The full data, repeated exactly, is the only answer needed.

□ □ □

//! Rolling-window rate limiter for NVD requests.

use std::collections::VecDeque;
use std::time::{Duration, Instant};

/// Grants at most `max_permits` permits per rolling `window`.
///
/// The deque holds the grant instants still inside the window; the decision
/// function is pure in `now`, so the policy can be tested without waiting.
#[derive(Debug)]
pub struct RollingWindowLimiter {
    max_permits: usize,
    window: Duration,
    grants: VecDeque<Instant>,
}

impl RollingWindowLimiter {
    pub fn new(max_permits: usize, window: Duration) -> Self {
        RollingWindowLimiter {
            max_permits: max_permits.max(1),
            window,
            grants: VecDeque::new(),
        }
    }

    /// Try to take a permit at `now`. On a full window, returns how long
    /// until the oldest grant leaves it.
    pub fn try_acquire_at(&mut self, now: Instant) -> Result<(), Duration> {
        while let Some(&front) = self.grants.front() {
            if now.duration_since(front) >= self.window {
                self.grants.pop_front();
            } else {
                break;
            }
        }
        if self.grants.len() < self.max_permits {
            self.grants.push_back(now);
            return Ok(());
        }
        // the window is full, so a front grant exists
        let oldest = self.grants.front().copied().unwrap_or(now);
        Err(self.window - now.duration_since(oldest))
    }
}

□ □ □

## Answer space
//! Rolling-window rate limiter for NVD requests.

use std::collections::VecDeque;
use std::time::{Duration, Instant};

/// Grants at most `max_permits` permits per rolling `window`.
///
/// The deque holds the grant instants still inside the window; the decision
/// function is pure in `now`, so the policy can be tested without waiting.
#[derive(Debug)]
pub struct RollingWindowLimiter {
    max_permits: usize,
    window: Duration,
    grants: VecDeque<Instant>,
}

impl RollingWindowLimiter {
    pub fn new(max_permits: usize, window: Duration) -> Self {
        RollingWindowLimiter {
            max_permits: max_permits.max(1),
            window,
            grants: VecDeque::new(),
        }
    }

    /// Try to take a permit at `now`. On a full window, returns how long
    /// until the oldest grant leaves it.
    pub fn try_acquire_at(&mut self, now: Instant) -> Result<(), Duration> {
        while let Some(&front) = self.grants.front() {
            if now.duration_since(front) >= self.window {
                self.grants.pop_front();
            } else {
                break;
            }
        }
        if self.grants.len() < self.max_permits {
            self.grants.push_back(now);
            return Ok(());
        }
        // the window is full, so a front grant exists
        let oldest = self.grants.front().copied().unwrap_or(now);
        Err(self.window - now.duration_since(oldest))
    }
}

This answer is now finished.